# Chapter 9, Example 1

In [13]:
import torch
import torch.nn.functional as F

# Assuming we have two words x_1 and x2 with the respective embedding
# Define the embeddings
x_1 = torch.tensor([1, 2, 3], dtype=torch.float32)
x_2 = torch.tensor([4, 5, 6], dtype=torch.float32)
embeddings = torch.stack([x_1, x_2])

# Define the projection matrices
W_Q = torch.tensor([[0.01, 0.03],
                    [0.02, 0.02],
                    [0.03, 0.01]], dtype=torch.float32)

W_K = torch.tensor([[0.05, 0.05],
                    [0.06, 0.05],
                    [0.07, 0.05]], dtype=torch.float32)

W_V = torch.tensor([[0.02, 0.02],
                    [0.01, 0.02],
                    [0.01, 0.01]], dtype=torch.float32)

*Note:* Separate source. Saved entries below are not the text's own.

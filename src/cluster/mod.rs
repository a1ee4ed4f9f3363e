//! Cluster topology and the safe member-removal protocol
//!
//! The protocol answers one question — can this server be permanently
//! evicted right now? — and acts on it atomically:
//! - the server must be reported `FAILED` by the supervision,
//! - it must not appear in any shard assignment in Plan or Current,
//! - no other subsystem may hold an advisory lock on it.
//!
//! The purge itself is one guarded agency transaction whose preconditions
//! pin every topology entry read while deciding, so any concurrent
//! topology change turns the write into a clean conflict.

pub mod controller;
pub mod jobs;
pub mod locks;
pub mod removal;
pub mod scanner;
pub mod server_id;
pub mod snapshot;

pub use controller::{RemovalController, RemovalReport, RetryPolicy};
pub use jobs::MoveShardRequest;
pub use locks::{FixedLockProbe, LockProbe, SupervisionLockProbe};
pub use removal::{AttemptOutcome, RemovalCoordinator};
pub use scanner::ScanReport;
pub use server_id::{ServerId, ServerRole};
pub use snapshot::{ClusterSnapshot, HealthRecord, HealthStatus};
//! # kvadm
//!
//! Cluster administration for distributed KV deployments:
//! - safe, conflict-free removal of failed cluster members
//! - shard-move scheduling via supervision jobs
//! - a small admin HTTP API and operator CLI
//!
//! All cluster state lives in "the agency", a linearizable, transactional
//! configuration tree maintained by an external consensus service. Every
//! mutation kvadm performs is one atomic compare-and-swap transaction
//! against it; kvadm itself keeps no state between requests.
//!
//! ## Architecture
//!
//! ```text
//! ┌──────────────┐     ┌───────────────────────────────┐
//! │  kvadm CLI    │────▶│  kvadm-server (admin API)     │
//! └──────────────┘     │   RemovalController           │
//!                      │    └─ RemovalCoordinator      │
//!                      │        └─ TopologyScanner     │
//!                      └──────────────┬────────────────┘
//!                                     │ guarded transactions
//!                      ┌──────────────▼────────────────┐
//!                      │  Agency (Plan / Current /     │
//!                      │   Supervision / Target)       │
//!                      └───────────────────────────────┘
//! ```
//!
//! ## Usage
//!
//! ### Start the admin service
//! ```bash
//! kvadm-server serve \
//!   --bind 0.0.0.0:7100 \
//!   --agency http://agency-1:8531,http://agency-2:8531
//! ```
//!
//! ### Remove a failed server
//! ```bash
//! kvadm remove-server PRMR-0003
//! ```
//!
//! ### Move a shard off a server first, if removal reports it in use
//! ```bash
//! kvadm move-shard --database shop --collection products \
//!   --shard s01 --from PRMR-0003 --to PRMR-0007
//! ```

pub mod admin;
pub mod agency;
pub mod cluster;
pub mod common;

// Re-export commonly used types
pub use common::{Config, Error, Result};

/// Current version
pub const VERSION: &str = env!("CARGO_PKG_VERSION");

# Compute the query, key, and value representations
Q = torch.matmul(embeddings, W_Q)
K = torch.matmul(embeddings, W_K)
V = torch.matmul(embeddings, W_V)

# Scaled Dot Product Attention

The Scaled Dot Product Attention mechanism is a core component of the Transformer architecture, which has been influential in various NLP tasks. This mechanism computes attention scores based on the dot product of the query and key matrices, and then scales the scores to stabilize gradients, especially in deeper models or larger embeddings.

## Steps:

1. **Compute Dimension (`d_k`)**:
    - `d_k` represents the dimension of the key vectors.
    - It's obtained from the last dimension of the `W_K` tensor.

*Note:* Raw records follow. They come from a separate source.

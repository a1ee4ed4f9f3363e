//! In-memory agency with full compare-and-swap semantics
//!
//! Deterministic stand-in for a real agency: one JSON tree behind a
//! mutex, linearizable reads, and guarded writes that check every
//! precondition against the live tree before applying anything. Used by
//! the test suite and by local tooling that needs agency semantics
//! without a running cluster.

use crate::agency::client::{AgencyClient, WriteOutcome};
use crate::agency::transaction::{Operation, OperationSet, Precondition, PreconditionSet};
use crate::common::Result;
use async_trait::async_trait;
use serde_json::{Map, Value};
use std::sync::atomic::{AtomicU64, Ordering};
use std::sync::Mutex;

/// In-memory agency tree.
pub struct MemoryAgency {
    tree: Mutex<Value>,
    reads: AtomicU64,
    writes: AtomicU64,
}

impl Default for MemoryAgency {
    fn default() -> Self {
        Self::new()
    }
}

impl MemoryAgency {
    pub fn new() -> Self {
        Self::with_tree(Value::Object(Map::new()))
    }

    pub fn with_tree(tree: Value) -> Self {
        Self {
            tree: Mutex::new(tree),
            reads: AtomicU64::new(0),
            writes: AtomicU64::new(0),
        }
    }

    /// Snapshot of the whole tree.
    pub fn tree(&self) -> Value {
        self.tree.lock().expect("agency tree lock").clone()
    }

    /// Number of read calls served.
    pub fn read_calls(&self) -> u64 {
        self.reads.load(Ordering::SeqCst)
    }

    /// Number of write calls served (applied or rejected).
    pub fn write_calls(&self) -> u64 {
        self.writes.load(Ordering::SeqCst)
    }

    /// Set one path unconditionally, creating intermediate nodes. Lets
    /// tests mutate the tree out-of-band to simulate concurrent actors.
    pub fn put(&self, path: &str, value: Value) {
        let mut tree = self.tree.lock().expect("agency tree lock");
        apply(&mut tree, path, &Operation::Set(value));
    }

    /// Delete one path unconditionally.
    pub fn remove(&self, path: &str) {
        let mut tree = self.tree.lock().expect("agency tree lock");
        apply(&mut tree, path, &Operation::Delete);
    }
}

fn segments(path: &str) -> impl Iterator<Item = &str> {
    path.split('/').filter(|s| !s.is_empty())
}

fn lookup<'a>(root: &'a Value, path: &str) -> Option<&'a Value> {
    let mut node = root;
    for seg in segments(path) {
        node = node.as_object()?.get(seg)?;
    }
    Some(node)
}

fn holds(root: &Value, path: &str, pre: &Precondition) -> bool {
    match pre {
        Precondition::Old(expected) => lookup(root, path) == Some(expected),
        Precondition::Empty => lookup(root, path).is_none(),
    }
}

fn apply(root: &mut Value, path: &str, op: &Operation) {
    let segs: Vec<&str> = segments(path).collect();
    let Some((last, parents)) = segs.split_last() else {
        return;
    };
    match op {
        Operation::Set(value) => {
            let mut node = root;
            for seg in parents {
                if !node.is_object() {
                    *node = Value::Object(Map::new());
                }
                node = node
                    .as_object_mut()
                    .expect("object ensured above")
                    .entry(seg.to_string())
                    .or_insert_with(|| Value::Object(Map::new()));
            }
            if !node.is_object() {
                *node = Value::Object(Map::new());
            }
            node.as_object_mut()
                .expect("object ensured above")
                .insert(last.to_string(), value.clone());
        }
        Operation::Delete => {
            let mut node = root;
            for seg in parents {
                match node.as_object_mut().and_then(|m| m.get_mut(*seg)) {
                    Some(child) => node = child,
                    None => return,
                }
            }
            if let Some(map) = node.as_object_mut() {
                map.remove(*last);
            }
        }
    }
}

#[async_trait]
impl AgencyClient for MemoryAgency {
    async fn read(&self, _paths: &[String]) -> Result<Value> {
        self.reads.fetch_add(1, Ordering::SeqCst);
        Ok(self.tree())
    }

    async fn write(
        &self,
        operations: &OperationSet,
        preconditions: &PreconditionSet,
    ) -> Result<WriteOutcome> {
        self.writes.fetch_add(1, Ordering::SeqCst);
        let mut tree = self.tree.lock().expect("agency tree lock");

        // All-or-nothing: check every guard before touching the tree.
        for (path, pre) in preconditions.iter() {
            if !holds(&tree, path, pre) {
                return Ok(WriteOutcome::PreconditionFailed);
            }
        }
        for (path, op) in operations.iter() {
            apply(&mut tree, path, op);
        }
        Ok(WriteOutcome::Applied)
    }
}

2. **Calculate Attention Scores (`attn_scores`)**:
    - The attention scores are computed by taking the dot product of the query matrix `Q` and the transposed key matrix `K`.
    - In the context of the attention mechanism, the matrices `Q`, `K`, and `V` typically have the shape `(batch_size, sequence_length, d_k)`, where `d_k` represents the dimension of the key (and also the query) vectors.
    - The operation `matmul(Q, K)` would attempt to multiply the last dimension of `Q` with the second-to-last dimension of `K`. However, this isn't the desired behavior for the dot product. By transposing the last two dimensions of `K` using `K.transpose(-2, -1)`, we modify its shape to `(batch_size, d_k, sequence_length)`. Now, executing `matmul(Q, K.transpose(-2, -1))` multiplies the last dimension of `Q` (which is `d_k`) with the second-to-last dimension of the transposed `K` (also `d_k`), yielding the desired shape `(batch_size, sequence_length, sequence_length)`.
    - *Why `-2` and `-1`?* In PyTorch, negative indices for dimensions count from the last dimension backward. Specifically, `-1` refers to the last dimension, and `-2` pertains to the second-to-last dimension. Utilizing negative indices in this context ensures that the code remains general and adaptable to tensors with varying numbers of dimensions.
    - The scores are then scaled down by dividing by the square root of `d_k`. This scaling helps in stabilizing the gradients, especially when the dimensions of the key vectors are large.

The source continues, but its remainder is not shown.